La réforme agraire : un discours économique contradictoire de la guérilla

M. Alain Veyret rappelle que la France a connu une réforme agraire, à une époque où le pays n'était pas auto-suffisant. Elle a été permise par les subventions de l'Etat et de la Communauté européenne et elle a entraîné un important exode rural : le nombre de paysans est passé de 2 millions à 500 000 aujourd'hui. M. Alain Veyret demande aux F.A.R.C. comment articuler les lois du marché international agricole et la réforme agraire qu'ils envisagent.

Simon Trinidad, des F.A.R.C., explique que la réforme agraire est un sujet crucial puisqu'une partie de la guerre concerne la redistribution des terres, les grands propriétaires fonciers, mêlés au trafic de drogue et aux paramilitaires, s'appropriant les meilleures terres agricoles. Il constate qu'un million et demi de familles de paysans ne disposent d'aucune terre, que 90 % des terres de bonne qualité appartiennent à 10 % des propriétaires, que 350 000 familles cultivent la coca faute de pouvoir faire autrement, et que huit millions de tonnes de produits agricoles sont importées tous les ans ; il estime que la redistribution démocratique des terres doit nécessairement faire l'objet d'une politique. Les F.A.R.C. disent ne pas vouloir étatiser la terre mais la donner aux paysans. Par son climat et la qualité de son sol, la Colombie a la possibilité d'être auto-suffisante ; pour autant la guérilla ne se déclare pas contre la globalisation, mais contre « la néo-libéralisation de l'économie colombienne ».

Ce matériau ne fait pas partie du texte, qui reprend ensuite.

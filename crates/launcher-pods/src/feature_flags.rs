//! Feature flags consulted while mapping

use uuid::Uuid;

use launcher_common::LauncherConfig;

/// Source of per-connection feature flag values
#[cfg_attr(test, mockall::automock)]
pub trait FeatureFlagClient: Send + Sync {
    /// Scheduler that should place pods of this connection, if not the default
    fn custom_scheduler(&self, connection_id: Option<Uuid>) -> Option<String>;
}

/// Flags fixed at startup, identical for every connection
#[derive(Clone, Debug, Default)]
pub struct StaticFeatureFlags {
    scheduler_name: Option<String>,
}

impl StaticFeatureFlags {
    /// Flags with an optional scheduler for all pods
    pub fn new(scheduler_name: Option<String>) -> Self {
        Self { scheduler_name }
    }

    /// Flags taken from launcher configuration
    pub fn from_config(config: &LauncherConfig) -> Self {
        Self::new(config.scheduler_name.clone())
    }
}

impl FeatureFlagClient for StaticFeatureFlags {
    fn custom_scheduler(&self, _connection_id: Option<Uuid>) -> Option<String> {
        self.scheduler_name.clone()
    }
}

#[cfg(test)]
mod tests {
    use super::*;

    #[test]
    fn static_flags_ignore_connection() {
        let flags = StaticFeatureFlags::new(Some("volcano".to_string()));
        assert_eq!(flags.custom_scheduler(None).as_deref(), Some("volcano"));
        assert_eq!(
            flags.custom_scheduler(Some(Uuid::new_v4())).as_deref(),
            Some("volcano")
        );
    }

    #[test]
    fn default_flags_use_default_scheduler() {
        assert_eq!(StaticFeatureFlags::default().custom_scheduler(None), None);
    }
}
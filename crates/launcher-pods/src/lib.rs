//! Launch input mapping for connector and orchestrator pods
//!
//! Turns a `LaunchRequest` (a replication run or a single connector check)
//! into a `LaunchSpecification`: pod identity, placement, labels, annotations,
//! init files, and resource requirements. Pure mapping crate, no orchestrator
//! calls.
//!
//! # Usage
//!
//! ```rust,ignore
//! let mapper = LaunchInputMapper::from_config(&config);
//! let spec = mapper.map(&workload_id, &request, &shared_labels)?;
//! ```

pub mod feature_flags;
pub mod files;
pub mod labels;
pub mod mapper;
pub mod model;
pub mod node_selectors;
pub mod pod_name;
pub mod serializer;
pub mod spec;

pub use feature_flags::{FeatureFlagClient, StaticFeatureFlags};
pub use files::{FileMap, FileMapBuilder};
pub use labels::{compose_labels, DefaultPodLabeler, PodLabeler};
pub use mapper::LaunchInputMapper;
pub use model::{
    ActorType, CheckConnectionInput, IntegrationLauncherConfig, JobRunConfig, LaunchRequest,
    ReplicationInput, ResourceRequirements, StandardCheckConnectionInput,
};
pub use node_selectors::resolve_node_selectors;
pub use pod_name::{DeterministicPodNameGenerator, PodIdentityResolver, PodNameGenerator};
pub use serializer::{JsonSerializer, ObjectSerializer};
pub use spec::{LaunchSpecification, PodInfo, PodRole};

pub use launcher_common::{ContainerInfo, Error, PlacementPolicy, Result};
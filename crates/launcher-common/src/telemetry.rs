//! Logging initialization
//!
//! Installs a `tracing` subscriber with an `EnvFilter` (overridable via
//! `RUST_LOG`) and either JSON or human-readable output.

use thiserror::Error;
use tracing_subscriber::layer::SubscriberExt;
use tracing_subscriber::util::SubscriberInitExt;
use tracing_subscriber::EnvFilter;

/// Filter used when `RUST_LOG` is not set
pub const DEFAULT_FILTER: &str = "info,launcher_pods=debug,launcher_common=debug";

/// Errors that can occur during logging initialization
#[derive(Debug, Error)]
pub enum TelemetryError {
    /// Failed to initialize tracing subscriber
    #[error("failed to initialize tracing subscriber: {0}")]
    SubscriberInit(String),
}

/// Output format for log lines
#[derive(Clone, Copy, Debug, Default, PartialEq, Eq)]
pub enum LogFormat {
    /// One JSON object per line
    #[default]
    Json,
    /// Human-readable text
    Text,
}

impl std::str::FromStr for LogFormat {
    type Err = TelemetryError;

    fn from_str(s: &str) -> Result<Self, Self::Err> {
        match s.to_ascii_lowercase().as_str() {
            "json" => Ok(LogFormat::Json),
            "text" | "plain" => Ok(LogFormat::Text),
            other => Err(TelemetryError::SubscriberInit(format!(
                "unknown log format '{}'",
                other
            ))),
        }
    }
}

/// Configuration for logging initialization
#[derive(Clone, Debug, Default)]
pub struct LoggingConfig {
    /// Output format
    pub format: LogFormat,
    /// Filter directive used when `RUST_LOG` is unset; `DEFAULT_FILTER` if `None`
    pub default_filter: Option<String>,
}

/// Initialize the global tracing subscriber.
///
/// Fails if a global subscriber is already installed.
pub fn init_logging(config: LoggingConfig) -> Result<(), TelemetryError> {
    let fallback = config
        .default_filter
        .unwrap_or_else(|| DEFAULT_FILTER.to_string());
    let env_filter =
        EnvFilter::try_from_default_env().unwrap_or_else(|_| EnvFilter::new(fallback));

    let (json_layer, text_layer) = match config.format {
        LogFormat::Json => (
            Some(
                tracing_subscriber::fmt::layer()
                    .json()
                    .with_current_span(true)
                    .with_span_list(false)
                    .with_target(true)
                    .with_writer(std::io::stderr),
            ),
            None,
        ),
        LogFormat::Text => (
            None,
            Some(
                tracing_subscriber::fmt::layer()
                    .with_target(true)
                    .with_writer(std::io::stderr),
            ),
        ),
    };

    tracing_subscriber::registry()
        .with(env_filter)
        .with(json_layer)
        .with(text_layer)
        .try_init()
        .map_err(|e: tracing_subscriber::util::TryInitError| {
            TelemetryError::SubscriberInit(e.to_string())
        })
}

#[cfg(test)]
mod tests {
    use super::*;

    #[test]
    fn log_format_parses_case_insensitively() {
        assert_eq!("JSON".parse::<LogFormat>().unwrap(), LogFormat::Json);
        assert_eq!("text".parse::<LogFormat>().unwrap(), LogFormat::Text);
        assert_eq!("plain".parse::<LogFormat>().unwrap(), LogFormat::Text);
        assert!("xml".parse::<LogFormat>().is_err());
    }

    #[test]
    fn second_init_fails() {
        // The first call may lose a race with another test; the second never succeeds.
        let _ = init_logging(LoggingConfig::default());
        let result = init_logging(LoggingConfig {
            format: LogFormat::Text,
            default_filter: Some("warn".to_string()),
        });
        assert!(matches!(result, Err(TelemetryError::SubscriberInit(_))));
    }
}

Ces obstacles de court et de moyen terme risquent de favoriser l'enlisement des négociations de paix.

B. Les risques d'enlisement des négociations

Les risques d'enlisement des négociations sont doubles. D'une part, le gouvernement et la guérilla semblent suivre un calendrier différent ; d'autre part, le processus de paix "institutionnalisé" sera l'enjeu majeur de l'élection présidentielle de 2002.

1. Le gouvernement et la guérilla suivent un calendrier différent

Avant la rencontre entre la délégation et les F.A.R.C., l'ambassadeur Daniel Parfait évoque un paradoxe. D'une part, ce mouvement semble attendre un engagement fort de la communauté internationale dans le processus de paix. D'autre part, la paix sonnerait la fin de la raison d'être de la guérilla : celle-ci peut alors être tentée de faire durer les négociations.

Manuel Marulanda, le chef des F.A.R.C., rappelle que concilier l'ensemble des points de vue est extrêmement complexe. Les intérêts de chacune des parties, les politiques, les investisseurs, les militaires, les paysans, les journalistes, la guérilla, divergent. La confrontation des idées et leur analyse demandent du temps avant de trouver une solution. Le cas colombien est complexe, car il ne s'agit pas d'une confrontation militaire entre deux parties, mais entre plusieurs. De plus, il faut comprendre comment a surgi le problème, lié à la vie politique, à un passé qui a causé de profonds dommages. Aussi n'y a-t-il pas de conclusion, mais quelques progrès.

M. Jean Besson demande aux F.A.R.C. s'ils envisagent, en vue des élections au printemps 2002, un engagement politique qui pourrait être relayé par le peuple. Selon Carlos Antonio, pour permettre aux F.A.R.C. de mener une action politique, il n'existe pas d'autre choix aujourd'hui que de construire une « nouvelle Colombie » qui ne représente ni les attentes ni les intérêts de la classe dominante.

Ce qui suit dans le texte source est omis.